A significant portion of the work is dedicated to the "nervous system" of the robot: the signal conditioning, calibration, and real-time embedded computing required to process high-bandwidth sensory data. It bridges the gap between physics and control by translating the principles of contact mechanics and friction modeling into actionable control architectures. These range from foundational PID loops to advanced frameworks like Impedance, Admittance, and Hybrid Force–Position control, alongside low-latency reflexes designed to prevent drops or damage within milliseconds of a detected event.

The book emphasizes the transition from rigid programming to adaptive intelligence through data-driven methods. It provides an in-depth look at grasp planning under uncertainty, in-hand manipulation strategies like finger gaiting, and the role of supervised, self-supervised, and reinforcement learning.

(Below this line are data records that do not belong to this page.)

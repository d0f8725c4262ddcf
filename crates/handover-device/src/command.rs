use crate::{is_trust_pending, DeviceError, DeviceProbe};
use std::process::{Command, Output, Stdio};

pub const DEFAULT_LIST_PROGRAM: &str = "idevice_id";
pub const DEFAULT_INFO_PROGRAM: &str = "ideviceinfo";

/// Probe backed by the libimobiledevice command-line tools.
#[derive(Debug, Clone)]
pub struct CommandProbe {
    list_program: String,
    info_program: String,
}

impl Default for CommandProbe {
    fn default() -> Self {
        Self::new(DEFAULT_LIST_PROGRAM, DEFAULT_INFO_PROGRAM)
    }
}

impl CommandProbe {
    pub fn new(list_program: impl Into<String>, info_program: impl Into<String>) -> Self {
        Self {
            list_program: list_program.into(),
            info_program: info_program.into(),
        }
    }

    fn capture(&self, program: &str, args: &[&str]) -> Result<String, DeviceError> {
        let output = Command::new(program)
            .args(args)
            .stdin(Stdio::null())
            .output()
            .map_err(|source| DeviceError::Launch {
                program: program.to_string(),
                source,
            })?;

        if !output.status.success() {
            return Err(DeviceError::Command {
                program: program.to_string(),
                details: failure_details(program, &output),
            });
        }

        Ok(String::from_utf8_lossy(&output.stdout).into_owned())
    }
}

impl DeviceProbe for CommandProbe {
    fn list_handles(&self) -> Result<Vec<String>, DeviceError> {
        let stdout = self.capture(&self.list_program, &["-l"])?;
        Ok(stdout.lines().map(str::to_string).collect())
    }

    fn query_info(&self, handle: &str) -> Result<String, DeviceError> {
        match self.capture(&self.info_program, &["-u", handle]) {
            Err(DeviceError::Command { details, .. }) if is_trust_pending(&details) => {
                Err(DeviceError::TrustPending {
                    handle: handle.to_string(),
                })
            }
            other => other,
        }
    }
}

fn failure_details(program: &str, output: &Output) -> String {
    let stderr = String::from_utf8_lossy(&output.stderr).trim().to_string();
    let stdout = String::from_utf8_lossy(&output.stdout).trim().to_string();
    if !stderr.is_empty() {
        stderr
    } else if !stdout.is_empty() {
        stdout
    } else {
        format!("{program} exited with status {}", output.status)
    }
}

To support these AI approaches, the text offers practical guidance on collecting multimodal datasets and utilizing high-fidelity simulators to bridge the "Sim2Real" gap, allowing policies trained in virtual environments to function reliably on physical hardware.

The concluding chapters address the systemic requirements for deploying these technologies in the real world, focusing on hardware prototyping, power management, and standardized evaluation benchmarks. Special attention is paid to Safety and Human–Robot Interaction (HRI), ensuring that dexterous hands can serve as trustworthy collaborators. Finally, the book identifies remaining frontiers, such as achieving human-level tactile acuity and self-healing skins, setting a roadmap for the future of autonomous physical interaction.

What You'll Find Inside:

• Tactile sensing provides high-resolution contact information (pressure, shear, slip) essential for dexterous manipulation beyond vision alone.
• Force/torque and proprioception complement tactile data to form a closed-loop perception-action system for stable, adaptive control.
• Control strategies ranging from PID to model predictive control, impedance/admittance, and low-latency reflexes enable real-time response to contact events.
• Learning from tactile data via supervised, self-supervised, and reinforcement learning allows generalization to novel objects and complex in-hand maneuvers.
• Hardware design, sensor integration, embedded compute, and rigorous evaluation are critical for transferring tactile manipulation from simulation to real-world reliability and safety.

Who's It For:

This book is intended for graduate students, researchers, and engineers in robotics, haptics, and machine learning, as well as practitioners in manufacturing, logistics, assistive devices, and field robotics. A working knowledge of dynamics, control, and probability will help, but the text builds intuition before formality and provides concrete, end‑to‑end examples.